A CFPB representative declined to say when buy now, pay later companies will be required to comply with the rule or face penalties. Chopra’s blog post does not include a deadline.
“The announcement was only marginally helpful,” said Allen Denson, a partner at the law firm Morgan Lewis who represents financial companies. “The bureau said it's going to forestall enforcement for companies that exhibit good faith efforts, but that’s completely undefined. What is a good faith effort, what is that going to mean?”
Some BNPL companies have argued that the rule unfairly lumps them in with credit card companies. Affirm, for example, told the CFPB in a letter responding to the new rules that they will confuse customers, saying “the BNPL industry would be better served by BNPL-specific regulations designed for how consumers use BNPL products.”

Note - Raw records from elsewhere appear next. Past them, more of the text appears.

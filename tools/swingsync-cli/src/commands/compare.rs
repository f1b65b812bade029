//! Compare two stored analysis results.

use std::path::PathBuf;

use swingsync_common::config::AppConfig;
use swingsync_common::error::SwingsyncError;
use swingsync_motion_core::compare::compare;
use swingsync_motion_core::pipeline::store_error;
use swingsync_pose_model::{AnalysisResult, DirectoryStore, ResultStore};

use super::results_dir;

fn fetch(store: &DirectoryStore, id: &str) -> anyhow::Result<AnalysisResult> {
    store
        .get(id)
        .map_err(store_error)?
        .ok_or_else(|| SwingsyncError::result_not_found(id).into())
}

pub fn run(
    config: &AppConfig,
    user_id: String,
    reference_id: String,
    label: Option<String>,
    dir: Option<PathBuf>,
) -> anyhow::Result<()> {
    let store = DirectoryStore::new(results_dir(dir, config));
    let user = fetch(&store, &user_id)?;
    let reference = fetch(&store, &reference_id)?;

    let label = label.unwrap_or_else(|| reference_id.clone());
    let report = compare(&user.metrics, &reference.metrics, &label);

    println!("{user_id} vs {label}:");
    println!("  Elbow angle diff: {:+.1}°", report.elbow_angle_diff);
    println!(
        "  Shoulder rotation diff: {:+.2}",
        report.shoulder_rotation_diff
    );
    println!("  Impact count diff: {:+}", report.impact_count_diff);
    Ok(())
}
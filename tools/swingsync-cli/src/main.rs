//! SwingSync CLI: analyze, align, and compare racquet swing recordings.
//!
//! Usage:
//!   swingsync analyze <RECORDING>       Analyze a recording and store the result
//!   swingsync phases <RECORDING>        Print detected key poses
//!   swingsync sync <USER> <REFERENCE>   Time offset and frame mapping
//!   swingsync compare <USER> <REF>      Compare two stored results
//!   swingsync show <ID>                 Print a stored result
//!   swingsync validate <RECORDING>      Check a recording file
//!   swingsync demo                      Write synthetic recordings

use std::path::PathBuf;

use clap::{Parser, Subcommand};
use swingsync_common::config::{AppConfig, LoggingConfig};

mod commands;

#[derive(Parser)]
#[command(
    name = "swingsync",
    about = "Racquet swing analysis and phase-aware comparison",
    version,
    author
)]
struct Cli {
    /// Enable verbose logging
    #[arg(short, long, global = true)]
    verbose: bool,

    /// Emit logs as JSON lines
    #[arg(long, global = true)]
    json_logs: bool,

    #[command(subcommand)]
    command: Commands,
}

#[derive(Subcommand)]
enum Commands {
    /// Analyze a recording, optionally against a reference
    Analyze {
        /// Pose recording (JSON)
        recording: PathBuf,

        /// Reference recording to compare and align against
        #[arg(short, long)]
        reference: Option<PathBuf>,

        /// Label stored with the comparison (defaults to the reference file name)
        #[arg(short, long)]
        label: Option<String>,

        /// Directory for stored results
        #[arg(long)]
        out_dir: Option<PathBuf>,

        /// Print the result without storing it
        #[arg(long)]
        no_save: bool,
    },

    /// Print the key poses detected in a recording
    Phases {
        /// Pose recording (JSON)
        recording: PathBuf,

        /// Print as JSON
        #[arg(long)]
        json: bool,
    },

    /// Align a user recording to a reference recording
    Sync {
        /// User recording (JSON)
        user: PathBuf,

        /// Reference recording (JSON)
        reference: PathBuf,

        /// Print the full frame mapping
        #[arg(long)]
        mapping: bool,
    },

    /// Compare two stored analysis results
    Compare {
        /// Id of the user result
        user_id: String,

        /// Id of the reference result
        reference_id: String,

        /// Label for the reference (defaults to its id)
        #[arg(short, long)]
        label: Option<String>,

        /// Directory of stored results
        #[arg(long)]
        results_dir: Option<PathBuf>,
    },

    /// Print a stored analysis result
    Show {
        /// Result id
        id: String,

        /// Directory of stored results
        #[arg(long)]
        results_dir: Option<PathBuf>,
    },

    /// Validate a recording file
    Validate {
        /// Pose recording (JSON)
        recording: PathBuf,
    },

    /// Write a synthetic user/reference recording pair
    Demo {
        /// Output directory
        #[arg(short, long, default_value = ".")]
        output: PathBuf,

        /// Frames per recording
        #[arg(long, default_value = "40")]
        frames: usize,

        /// Capture rate
        #[arg(long, default_value = "30")]
        fps: f64,

        /// Tempo warp applied to the reference swing
        #[arg(long, default_value = "1.3")]
        reference_warp: f64,
    },
}

fn main() -> anyhow::Result<()> {
    let cli = Cli::parse();
    let config = AppConfig::load();

    let level = if cli.verbose {
        "debug".to_string()
    } else {
        config.logging.level.clone()
    };
    swingsync_common::logging::init_logging(&LoggingConfig {
        level,
        json: cli.json_logs || config.logging.json,
        file: config.logging.file.clone(),
    });

    config.analysis.validate()?;

    match cli.command {
        Commands::Analyze {
            recording,
            reference,
            label,
            out_dir,
            no_save,
        } => commands::analyze::run(&config, recording, reference, label, out_dir, no_save),
        Commands::Phases { recording, json } => commands::phases::run(&config, recording, json),
        Commands::Sync {
            user,
            reference,
            mapping,
        } => commands::sync::run(&config, user, reference, mapping),
        Commands::Compare {
            user_id,
            reference_id,
            label,
            results_dir,
        } => commands::compare::run(&config, user_id, reference_id, label, results_dir),
        Commands::Show { id, results_dir } => commands::show::run(&config, id, results_dir),
        Commands::Validate { recording } => commands::validate::run(&config, recording),
        Commands::Demo {
            output,
            frames,
            fps,
            reference_warp,
        } => commands::demo::run(output, frames, fps, reference_warp),
    }
}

Digital payments pioneer PayPal also objected in a letter commenting on the CFPB’s interpretive rule and urged the agency to withdraw it, arguing that its “pay in 4” services should not be subject to regulations for credit card services, partly because the company doesn’t act as a card issuer. PayPal also argued that the agency must proceed with its usual rulemaking procedures to impose such regulations.
“In addition to the Bureau’s failure to comply with its procedural obligations or to observe statutory limitations when issuing the Interpretive Rule, the Interpretive Rule is also ‘arbitrary and capricious,’” PayPal Senior Vice President Jeffrey Levine wrote in the July 31 letter, referencing existing rules. “Importantly, it fails to recognize distinctions between the ways different BNPL providers offer the loans or explain whether (as PayPal believes is the case) these distinctions are meaningful for determining which BNPL providers issue a ‘BNPL digital user account’ that the CFPB considers to be a ‘credit card.’”
Similarly, the Swedish BNPL provider Klarna urged the CFPB to rescind the interpretive rule, calling the agency’s approach “misguided.” “BNPL products should be regulated in a way that recognizes their distinct nature and low risk compared to traditional credit cards,” Klarna said in a July 30 letter commenting on the CFPB’s interpretation.
Some 40 public comment letters on the CFPB’s new interpretive rule flowed in last month in advance of an Aug. 1 deadline.
Denson said the blog post amounts to a “wink and a nod” to the buy now, pay later industry. “It's a signal that there's not going to be an extension,” he said. The bureau is also saying it won’t enforce the rule right away, he added.
While consumer advocates and community organizations generally supported the CFPB’s move, at least one coalition argued the agency should go further. “We urge the CFPB to go further and to require BNPL providers to comply with other protections required for credit cards, including ability to repay assessments and reasonable and proportional penalty fees,” a group that included the Consumer Federation of American and the Center for Responsible Lending said in its Aug. 1 letter.
Chopra, however, put a positive spin on the industry’s reception, saying in his blog post that the BNPL industry “is responding favorably and constructively.”
“Companies understand that they shouldn’t have to compete with lenders that sidestep the law,” he wrote.
So far, no BNPL provider or trade group has stated publicly that it will challenge the interpretive rule.
That said, if such a retort surfaced, the CFPB might face an uphill battle in the courtroom thanks to a recent series of business-friendly rulings from the Supreme Court and the Fifth Circuit Court of Appeals.
In June, for example, the nation’s highest court overturned the Chevron Doctrine, which required courts to defer to a regulator’s reasonable interpretation of laws passed by Congress.
Legal observers say the Fifth Circuit is stacked with conservative judges who are skeptical of regulatory agencies and deferential to business interests.
Lynne Marek contributed to this story.